The day of his requested meeting time, he truly intended to be to the Alements on time. If only the city streets weren’t quite so confusing … at least he’d begun to pick up landmarks, visual queues that stood out to him along the way. That crooked tree or that broken wall or that strange sign. Waverly, his tavan, may have actually had a better idea of where the pair was headed, but thankfully the albino otter wasn’t one to rub it in.
Eventually, the two of them found their way and were only a handful of chimes late.

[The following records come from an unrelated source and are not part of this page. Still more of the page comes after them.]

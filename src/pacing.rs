//! Fixed-rate frame pacing.
//!
//! The loop runs one simulation step per frame and then waits out whatever is
//! left of the frame budget. That wait is the loop's single yield point.

use std::time::{Duration, Instant};

#[derive(Clone, Debug)]
pub struct FramePacer {
    frame: Duration,
    started: Instant,
}

impl FramePacer {
    /// # Panics
    /// If `fps` is zero.
    pub fn new(fps: u32) -> FramePacer {
        assert!(fps > 0, "frame rate must be positive");
        FramePacer {
            frame: Duration::from_secs(1) / fps,
            started: Instant::now(),
        }
    }

    pub fn frame_duration(&self) -> Duration {
        self.frame
    }

    /// Mark the top of a frame.
    pub fn begin(&mut self) {
        self.started = Instant::now();
    }

    /// Time still owed to the current frame after `elapsed` has been spent.
    pub fn remaining(&self, elapsed: Duration) -> Option<Duration> {
        self.frame.checked_sub(elapsed).filter(|d| !d.is_zero())
    }

    /// Sleep out the rest of the frame, returning control to the loop head.
    pub fn yield_frame(&mut self) {
        if let Some(rest) = self.remaining(self.started.elapsed()) {
            std::thread::sleep(rest);
        }
    }
}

The itinerant shipwright made his way to the outdoor seating area with it’s lovely view (well, what part of Riverfall didn’t have some kind of decent view, anyway?). There were a handful of other folks outside, but one woman in particular--a Konti woman, at that, if what he saw as indeed a hint of scaled glimmer was visible in the afternoon light of Syna shining on the wooden deck--was looking more than just a little eager near her poster and his hand-scrawled note. It was easy enough for the blond to make the connection, especially considering he was sure he was mostly on time. Finian put on a broad smile, offering a warm wave to identify himself as the object of her possible impatience,
“Hello, I’m gonna venture a guess that you’re Kavala, eh? Kavala Denusk?” He hoped he didn’t butcher her name horribly, given his unimpressive level of literacy and his somewhat imperfect grasp of the Common tongue, but what he lacked in ability, surely he made up for in enthusiasm. The Konti would find herself nosed by Waverly even before Ian could finish his sentence, the young white creature doing his best not to find something worth chewing on on her person, “Looks like y’could read my note. I’m Finian o‘the Truewind pod, but, please, call me Ian. Thanks fer meetin’ me, albe’t a bit late as I am.”
He’d offer a hand worn by years of crafting as a means of greeting, having learned that not everyone was a hugger or as touchy-feely as he was used to as a Svefra. All sun-kissed freckles and sea baubles, the blond decided he would hold himself back from inundating the woman with questions about her vessel and the lessons she was looking for in order to let her get a breath of introduction in herself. There was plenty of daylight left for all of that, after all.